┌──
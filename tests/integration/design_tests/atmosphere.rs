use aerodesign::components::Supercharger;
use aerodesign::systems::{
    air_properties_at, engine_power_at, propulsion::apply_diminishing_returns,
};
use approx::assert_relative_eq;

#[test]
fn test_density_decreases_through_troposphere() {
    let mut previous = air_properties_at(0.0).density;
    for step in 1..=44 {
        let density = air_properties_at(step as f64 * 250.0).density;
        assert!(density <= previous, "density rose at {} m", step * 250);
        previous = density;
    }
}

#[test]
fn test_naturally_aspirated_sea_level_power() {
    for base in [100.0, 600.0, 999.0, 1000.0] {
        assert_relative_eq!(
            engine_power_at(base, 0.0, &Supercharger::NaturallyAspirated),
            base,
            max_relative = 1e-12
        );
    }
}

#[test]
fn test_diminishing_returns_bounds() {
    for raw in [1000.5, 1200.0, 1800.0, 2500.0, 4000.0, 10_000.0] {
        let adjusted = apply_diminishing_returns(raw);
        assert!(adjusted <= raw, "{raw} HP grew to {adjusted}");
        assert!(adjusted >= 1000.0, "{raw} HP fell to {adjusted}");
    }
}

#[test]
fn test_supercharger_variants_at_altitude() {
    let base = 800.0;
    let altitude = 6000.0;
    let natural = engine_power_at(base, altitude, &Supercharger::NaturallyAspirated);
    let single = engine_power_at(
        base,
        altitude,
        &Supercharger::SingleAltitudeRated {
            optimal_altitude: 4000.0,
            power_modifier: 1.0,
        },
    );
    let multi = engine_power_at(
        base,
        altitude,
        &Supercharger::MultiAltitudeRated {
            optimal_altitudes: vec![2000.0, 6000.0],
            power_modifier: 1.0,
        },
    );

    assert!(natural < single);
    assert!(single < multi);
    assert_relative_eq!(multi, base);
}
└──
TASK DIRECTIONS >>
Lines containing the word "previous": copy every one of them from the records above.

RESPONSE TO THIS TASK >>
    let mut previous = air_properties_at(0.0).density;
        assert!(density <= previous, "density rose at {} m", step * 250);
        previous = density;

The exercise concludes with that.